The required output is the exact run of lines below that opens at the line with "filename crates/frontier-core/src/clock.rs" and closes at the line with "milliseconds between ticks.".
---
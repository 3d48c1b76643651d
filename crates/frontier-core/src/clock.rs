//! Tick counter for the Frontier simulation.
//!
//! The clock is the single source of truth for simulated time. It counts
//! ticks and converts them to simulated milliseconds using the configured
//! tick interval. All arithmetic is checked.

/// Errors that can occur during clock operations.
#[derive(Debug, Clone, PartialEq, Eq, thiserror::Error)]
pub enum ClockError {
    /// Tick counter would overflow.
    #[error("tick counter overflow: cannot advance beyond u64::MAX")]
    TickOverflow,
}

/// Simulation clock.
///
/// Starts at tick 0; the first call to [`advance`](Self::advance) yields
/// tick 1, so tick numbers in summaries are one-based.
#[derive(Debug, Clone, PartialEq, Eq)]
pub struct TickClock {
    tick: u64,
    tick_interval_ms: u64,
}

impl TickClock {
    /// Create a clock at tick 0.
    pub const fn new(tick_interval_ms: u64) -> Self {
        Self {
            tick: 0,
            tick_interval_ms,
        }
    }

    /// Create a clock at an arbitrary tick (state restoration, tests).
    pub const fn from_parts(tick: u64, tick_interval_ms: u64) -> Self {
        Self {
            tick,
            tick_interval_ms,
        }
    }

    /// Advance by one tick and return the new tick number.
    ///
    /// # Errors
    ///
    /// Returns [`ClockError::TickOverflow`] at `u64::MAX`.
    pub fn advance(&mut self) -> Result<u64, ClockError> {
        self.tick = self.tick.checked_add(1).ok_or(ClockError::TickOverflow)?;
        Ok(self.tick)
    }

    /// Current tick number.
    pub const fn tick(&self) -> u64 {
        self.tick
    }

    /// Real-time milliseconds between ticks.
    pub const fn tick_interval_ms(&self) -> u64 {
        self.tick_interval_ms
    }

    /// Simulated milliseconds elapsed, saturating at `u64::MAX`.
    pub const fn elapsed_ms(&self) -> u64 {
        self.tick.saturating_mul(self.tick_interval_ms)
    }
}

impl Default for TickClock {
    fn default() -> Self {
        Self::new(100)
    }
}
---
> PROBLEM SOLUTION
filename crates/frontier-core/src/clock.rs
//! Tick counter for the Frontier simulation.
//!
//! The clock is the single source of truth for simulated time. It counts
//! ticks and converts them to simulated milliseconds using the configured
//! tick interval. All arithmetic is checked.

/// Errors that can occur during clock operations.
#[derive(Debug, Clone, PartialEq, Eq, thiserror::Error)]
pub enum ClockError {
    /// Tick counter would overflow.
    #[error("tick counter overflow: cannot advance beyond u64::MAX")]
    TickOverflow,
}

/// Simulation clock.
///
/// Starts at tick 0; the first call to [`advance`](Self::advance) yields
/// tick 1, so tick numbers in summaries are one-based.
#[derive(Debug, Clone, PartialEq, Eq)]
pub struct TickClock {
    tick: u64,
    tick_interval_ms: u64,
}

impl TickClock {
    /// Create a clock at tick 0.
    pub const fn new(tick_interval_ms: u64) -> Self {
        Self {
            tick: 0,
            tick_interval_ms,
        }
    }

    /// Create a clock at an arbitrary tick (state restoration, tests).
    pub const fn from_parts(tick: u64, tick_interval_ms: u64) -> Self {
        Self {
            tick,
            tick_interval_ms,
        }
    }

    /// Advance by one tick and return the new tick number.
    ///
    /// # Errors
    ///
    /// Returns [`ClockError::TickOverflow`] at `u64::MAX`.
    pub fn advance(&mut self) -> Result<u64, ClockError> {
        self.tick = self.tick.checked_add(1).ok_or(ClockError::TickOverflow)?;
        Ok(self.tick)
    }

    /// Current tick number.
    pub const fn tick(&self) -> u64 {
        self.tick
    }

    /// Real-time milliseconds between ticks.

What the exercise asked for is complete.